--- What is needed ---
In the material below, how many lines contain "bool"? Answer with the number alone.

#### Entries supplied

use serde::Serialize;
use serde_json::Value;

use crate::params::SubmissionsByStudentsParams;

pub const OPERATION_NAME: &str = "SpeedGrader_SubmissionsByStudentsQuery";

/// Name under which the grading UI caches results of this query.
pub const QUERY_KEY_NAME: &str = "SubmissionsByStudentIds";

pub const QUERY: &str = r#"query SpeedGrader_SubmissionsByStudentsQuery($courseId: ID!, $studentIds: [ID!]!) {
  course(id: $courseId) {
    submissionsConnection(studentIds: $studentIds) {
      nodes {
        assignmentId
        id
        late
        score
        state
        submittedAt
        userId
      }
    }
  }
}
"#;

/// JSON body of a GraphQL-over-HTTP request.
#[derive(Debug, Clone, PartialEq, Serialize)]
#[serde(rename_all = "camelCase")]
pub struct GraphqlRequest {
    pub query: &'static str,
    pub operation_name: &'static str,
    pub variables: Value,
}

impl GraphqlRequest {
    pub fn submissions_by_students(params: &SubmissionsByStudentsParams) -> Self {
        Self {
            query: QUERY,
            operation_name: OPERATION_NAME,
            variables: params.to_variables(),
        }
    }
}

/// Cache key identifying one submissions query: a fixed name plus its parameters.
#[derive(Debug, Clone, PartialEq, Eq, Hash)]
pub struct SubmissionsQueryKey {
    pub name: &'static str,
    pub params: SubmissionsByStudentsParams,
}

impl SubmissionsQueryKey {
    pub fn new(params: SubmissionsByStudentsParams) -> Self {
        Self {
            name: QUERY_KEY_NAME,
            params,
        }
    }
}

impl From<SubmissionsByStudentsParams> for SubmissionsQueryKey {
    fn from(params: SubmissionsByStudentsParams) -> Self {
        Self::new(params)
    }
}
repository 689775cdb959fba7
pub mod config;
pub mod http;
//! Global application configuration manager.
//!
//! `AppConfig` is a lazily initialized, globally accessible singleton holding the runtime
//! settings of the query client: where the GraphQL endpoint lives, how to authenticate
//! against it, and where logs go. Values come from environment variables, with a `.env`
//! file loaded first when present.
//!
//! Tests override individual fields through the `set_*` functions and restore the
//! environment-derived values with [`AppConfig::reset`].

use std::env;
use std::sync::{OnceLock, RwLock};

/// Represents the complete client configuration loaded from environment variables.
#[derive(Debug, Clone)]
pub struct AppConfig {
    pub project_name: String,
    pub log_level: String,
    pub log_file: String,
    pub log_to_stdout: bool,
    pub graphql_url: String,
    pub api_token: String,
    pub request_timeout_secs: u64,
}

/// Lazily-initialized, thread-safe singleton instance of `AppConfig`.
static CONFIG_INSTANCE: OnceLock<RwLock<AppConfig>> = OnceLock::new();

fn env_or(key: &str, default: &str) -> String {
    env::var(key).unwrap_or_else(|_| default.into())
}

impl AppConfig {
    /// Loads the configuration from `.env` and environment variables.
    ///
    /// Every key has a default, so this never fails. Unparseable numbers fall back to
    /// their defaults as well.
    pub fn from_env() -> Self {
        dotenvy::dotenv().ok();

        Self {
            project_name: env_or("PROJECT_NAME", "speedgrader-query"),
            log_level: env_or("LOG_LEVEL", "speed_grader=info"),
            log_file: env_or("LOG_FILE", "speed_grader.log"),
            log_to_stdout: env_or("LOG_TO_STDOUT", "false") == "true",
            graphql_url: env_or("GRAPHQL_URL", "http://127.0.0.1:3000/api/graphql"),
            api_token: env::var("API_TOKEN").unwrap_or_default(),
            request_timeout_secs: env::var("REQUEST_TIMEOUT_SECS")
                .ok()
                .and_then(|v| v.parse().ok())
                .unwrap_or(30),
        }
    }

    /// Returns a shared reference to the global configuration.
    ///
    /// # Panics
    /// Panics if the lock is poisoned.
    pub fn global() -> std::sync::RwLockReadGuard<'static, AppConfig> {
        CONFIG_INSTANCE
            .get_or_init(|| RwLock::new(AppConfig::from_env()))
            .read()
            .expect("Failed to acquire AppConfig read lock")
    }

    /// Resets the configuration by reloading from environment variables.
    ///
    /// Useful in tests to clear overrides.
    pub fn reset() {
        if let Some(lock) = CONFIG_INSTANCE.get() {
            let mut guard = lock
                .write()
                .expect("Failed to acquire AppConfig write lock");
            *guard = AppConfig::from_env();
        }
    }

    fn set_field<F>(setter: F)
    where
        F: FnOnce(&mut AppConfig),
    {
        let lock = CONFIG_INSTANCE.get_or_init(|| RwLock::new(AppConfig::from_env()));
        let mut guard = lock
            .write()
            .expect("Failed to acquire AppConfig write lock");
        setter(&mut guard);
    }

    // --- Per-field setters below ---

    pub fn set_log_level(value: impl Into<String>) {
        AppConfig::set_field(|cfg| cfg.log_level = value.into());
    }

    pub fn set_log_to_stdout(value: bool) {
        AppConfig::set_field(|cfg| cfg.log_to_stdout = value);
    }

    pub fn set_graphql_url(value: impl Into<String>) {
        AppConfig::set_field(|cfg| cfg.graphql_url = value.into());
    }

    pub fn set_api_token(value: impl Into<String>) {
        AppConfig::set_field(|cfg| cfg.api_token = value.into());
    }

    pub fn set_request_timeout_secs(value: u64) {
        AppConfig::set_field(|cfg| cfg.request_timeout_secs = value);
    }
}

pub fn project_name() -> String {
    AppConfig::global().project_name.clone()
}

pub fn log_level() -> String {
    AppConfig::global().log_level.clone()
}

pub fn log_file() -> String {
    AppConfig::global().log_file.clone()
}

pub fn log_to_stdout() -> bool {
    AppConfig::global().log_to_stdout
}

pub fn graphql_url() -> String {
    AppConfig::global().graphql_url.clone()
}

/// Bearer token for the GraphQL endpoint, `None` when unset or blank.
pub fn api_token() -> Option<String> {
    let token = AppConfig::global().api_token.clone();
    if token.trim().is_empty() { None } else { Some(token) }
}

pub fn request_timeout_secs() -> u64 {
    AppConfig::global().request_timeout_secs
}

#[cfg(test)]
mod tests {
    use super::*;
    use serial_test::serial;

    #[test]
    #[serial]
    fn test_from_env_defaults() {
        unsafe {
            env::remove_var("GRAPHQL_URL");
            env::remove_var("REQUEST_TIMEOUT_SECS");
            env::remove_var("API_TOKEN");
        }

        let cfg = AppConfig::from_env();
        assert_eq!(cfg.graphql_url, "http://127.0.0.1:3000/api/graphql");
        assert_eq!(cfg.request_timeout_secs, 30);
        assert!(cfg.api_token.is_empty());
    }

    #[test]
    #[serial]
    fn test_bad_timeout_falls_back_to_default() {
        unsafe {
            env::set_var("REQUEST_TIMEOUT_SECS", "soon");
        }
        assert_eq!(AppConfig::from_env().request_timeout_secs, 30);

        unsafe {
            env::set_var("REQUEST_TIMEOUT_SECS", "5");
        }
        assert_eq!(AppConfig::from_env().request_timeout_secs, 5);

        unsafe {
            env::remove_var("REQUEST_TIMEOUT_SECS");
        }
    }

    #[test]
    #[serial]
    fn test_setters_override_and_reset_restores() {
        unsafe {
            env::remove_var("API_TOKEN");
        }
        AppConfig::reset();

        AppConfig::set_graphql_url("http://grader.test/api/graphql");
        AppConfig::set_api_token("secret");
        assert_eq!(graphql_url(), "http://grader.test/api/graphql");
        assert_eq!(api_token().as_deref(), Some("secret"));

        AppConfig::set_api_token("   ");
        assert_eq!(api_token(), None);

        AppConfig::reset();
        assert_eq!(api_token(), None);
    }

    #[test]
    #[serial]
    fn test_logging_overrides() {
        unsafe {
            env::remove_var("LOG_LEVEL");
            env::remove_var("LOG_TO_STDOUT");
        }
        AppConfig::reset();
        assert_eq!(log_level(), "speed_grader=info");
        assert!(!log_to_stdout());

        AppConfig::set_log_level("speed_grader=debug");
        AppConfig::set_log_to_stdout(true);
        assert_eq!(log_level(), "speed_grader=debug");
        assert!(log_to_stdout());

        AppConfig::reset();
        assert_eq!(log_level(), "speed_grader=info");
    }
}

########
#### Entries supplied

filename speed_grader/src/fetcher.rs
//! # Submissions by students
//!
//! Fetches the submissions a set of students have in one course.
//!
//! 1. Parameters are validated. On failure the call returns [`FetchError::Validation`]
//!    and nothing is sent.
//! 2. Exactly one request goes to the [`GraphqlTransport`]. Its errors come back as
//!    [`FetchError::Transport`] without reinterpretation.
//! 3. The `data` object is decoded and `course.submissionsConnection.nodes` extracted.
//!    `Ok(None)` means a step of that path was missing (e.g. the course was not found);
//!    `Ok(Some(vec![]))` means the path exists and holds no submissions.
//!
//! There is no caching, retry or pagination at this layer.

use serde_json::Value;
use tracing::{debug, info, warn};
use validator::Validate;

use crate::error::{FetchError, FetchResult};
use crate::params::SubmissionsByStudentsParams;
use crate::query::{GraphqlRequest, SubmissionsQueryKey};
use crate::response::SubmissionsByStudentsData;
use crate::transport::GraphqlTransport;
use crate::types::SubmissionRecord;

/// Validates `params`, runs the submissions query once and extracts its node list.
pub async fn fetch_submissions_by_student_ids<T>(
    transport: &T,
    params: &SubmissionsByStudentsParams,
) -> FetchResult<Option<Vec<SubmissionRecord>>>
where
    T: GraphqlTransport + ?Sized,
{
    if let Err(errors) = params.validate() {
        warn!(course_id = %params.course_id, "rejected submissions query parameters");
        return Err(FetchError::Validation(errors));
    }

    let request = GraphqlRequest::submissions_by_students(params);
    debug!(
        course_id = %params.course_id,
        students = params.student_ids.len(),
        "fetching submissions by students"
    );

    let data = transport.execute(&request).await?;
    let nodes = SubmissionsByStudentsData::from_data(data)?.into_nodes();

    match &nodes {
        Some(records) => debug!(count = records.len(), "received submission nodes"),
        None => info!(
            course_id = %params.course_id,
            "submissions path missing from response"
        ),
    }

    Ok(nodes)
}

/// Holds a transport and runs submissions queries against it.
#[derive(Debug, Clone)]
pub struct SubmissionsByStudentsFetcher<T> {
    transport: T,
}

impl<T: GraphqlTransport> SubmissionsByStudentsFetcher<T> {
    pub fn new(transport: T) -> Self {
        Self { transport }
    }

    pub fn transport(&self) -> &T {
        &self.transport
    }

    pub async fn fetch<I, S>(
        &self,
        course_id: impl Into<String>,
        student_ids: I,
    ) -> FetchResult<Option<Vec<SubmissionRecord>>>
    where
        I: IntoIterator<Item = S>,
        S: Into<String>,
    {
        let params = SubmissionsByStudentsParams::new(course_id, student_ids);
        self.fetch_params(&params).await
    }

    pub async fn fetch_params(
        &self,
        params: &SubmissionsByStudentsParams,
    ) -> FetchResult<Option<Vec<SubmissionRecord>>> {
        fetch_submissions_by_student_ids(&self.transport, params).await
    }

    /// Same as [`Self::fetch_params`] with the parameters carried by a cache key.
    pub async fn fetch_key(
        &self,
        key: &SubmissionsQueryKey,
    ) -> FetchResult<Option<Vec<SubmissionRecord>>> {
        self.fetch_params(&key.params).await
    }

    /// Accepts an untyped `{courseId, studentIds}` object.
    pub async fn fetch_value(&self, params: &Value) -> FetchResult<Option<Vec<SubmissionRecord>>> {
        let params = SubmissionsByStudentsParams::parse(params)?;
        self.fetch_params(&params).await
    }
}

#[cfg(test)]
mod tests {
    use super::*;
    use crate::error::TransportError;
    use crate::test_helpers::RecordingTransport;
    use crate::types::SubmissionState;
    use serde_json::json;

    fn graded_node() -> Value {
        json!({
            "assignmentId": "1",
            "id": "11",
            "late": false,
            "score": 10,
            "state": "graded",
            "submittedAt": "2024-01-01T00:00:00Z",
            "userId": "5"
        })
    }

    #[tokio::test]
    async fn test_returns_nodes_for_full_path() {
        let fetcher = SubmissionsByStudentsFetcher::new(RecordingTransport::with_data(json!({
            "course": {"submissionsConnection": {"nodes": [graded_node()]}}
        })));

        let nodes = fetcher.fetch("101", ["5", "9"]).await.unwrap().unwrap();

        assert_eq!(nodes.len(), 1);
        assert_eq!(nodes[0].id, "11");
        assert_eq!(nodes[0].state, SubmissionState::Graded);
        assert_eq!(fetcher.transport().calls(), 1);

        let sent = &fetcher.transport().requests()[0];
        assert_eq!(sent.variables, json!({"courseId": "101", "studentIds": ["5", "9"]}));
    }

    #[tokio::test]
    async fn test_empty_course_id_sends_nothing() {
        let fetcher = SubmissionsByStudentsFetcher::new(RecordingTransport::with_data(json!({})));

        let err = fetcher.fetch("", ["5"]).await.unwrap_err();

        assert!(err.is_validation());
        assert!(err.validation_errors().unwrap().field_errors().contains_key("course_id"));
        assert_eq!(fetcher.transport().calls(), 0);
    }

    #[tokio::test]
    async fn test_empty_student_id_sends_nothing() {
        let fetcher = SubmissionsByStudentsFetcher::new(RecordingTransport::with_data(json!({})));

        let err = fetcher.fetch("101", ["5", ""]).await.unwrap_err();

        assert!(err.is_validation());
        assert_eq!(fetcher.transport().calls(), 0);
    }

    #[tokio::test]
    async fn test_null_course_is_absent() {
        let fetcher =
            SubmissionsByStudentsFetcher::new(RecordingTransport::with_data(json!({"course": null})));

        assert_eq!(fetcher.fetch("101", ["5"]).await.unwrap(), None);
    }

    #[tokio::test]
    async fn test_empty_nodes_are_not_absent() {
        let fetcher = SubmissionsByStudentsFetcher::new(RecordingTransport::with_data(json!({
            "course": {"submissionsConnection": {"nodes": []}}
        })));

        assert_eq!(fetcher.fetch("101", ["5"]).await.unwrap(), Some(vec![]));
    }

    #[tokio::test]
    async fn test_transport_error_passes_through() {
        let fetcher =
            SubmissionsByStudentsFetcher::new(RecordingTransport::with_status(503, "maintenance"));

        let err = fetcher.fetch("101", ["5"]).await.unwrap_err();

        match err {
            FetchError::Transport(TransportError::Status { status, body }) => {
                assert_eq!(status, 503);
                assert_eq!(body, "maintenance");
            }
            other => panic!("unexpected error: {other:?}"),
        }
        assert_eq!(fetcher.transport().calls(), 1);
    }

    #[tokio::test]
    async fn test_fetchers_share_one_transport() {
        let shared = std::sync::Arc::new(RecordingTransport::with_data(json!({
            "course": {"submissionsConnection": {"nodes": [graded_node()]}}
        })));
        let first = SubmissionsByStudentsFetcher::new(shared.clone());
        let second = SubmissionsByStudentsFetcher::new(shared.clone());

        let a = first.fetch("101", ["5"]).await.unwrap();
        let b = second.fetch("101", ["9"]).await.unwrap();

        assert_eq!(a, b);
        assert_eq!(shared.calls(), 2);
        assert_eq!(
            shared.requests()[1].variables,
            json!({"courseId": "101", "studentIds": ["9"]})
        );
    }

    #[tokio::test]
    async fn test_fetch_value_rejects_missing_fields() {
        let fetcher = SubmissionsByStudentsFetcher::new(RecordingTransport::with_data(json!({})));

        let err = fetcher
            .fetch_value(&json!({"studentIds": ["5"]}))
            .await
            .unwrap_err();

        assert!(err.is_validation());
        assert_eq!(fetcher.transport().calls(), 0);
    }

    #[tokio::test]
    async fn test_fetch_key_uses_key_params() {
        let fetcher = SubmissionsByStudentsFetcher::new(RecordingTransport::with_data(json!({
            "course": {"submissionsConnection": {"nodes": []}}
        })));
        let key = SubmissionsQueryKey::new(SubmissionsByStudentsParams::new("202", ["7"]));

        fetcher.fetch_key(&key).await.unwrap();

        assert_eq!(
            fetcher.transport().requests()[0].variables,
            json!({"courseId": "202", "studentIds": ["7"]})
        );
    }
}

########

--- Task answer ---
3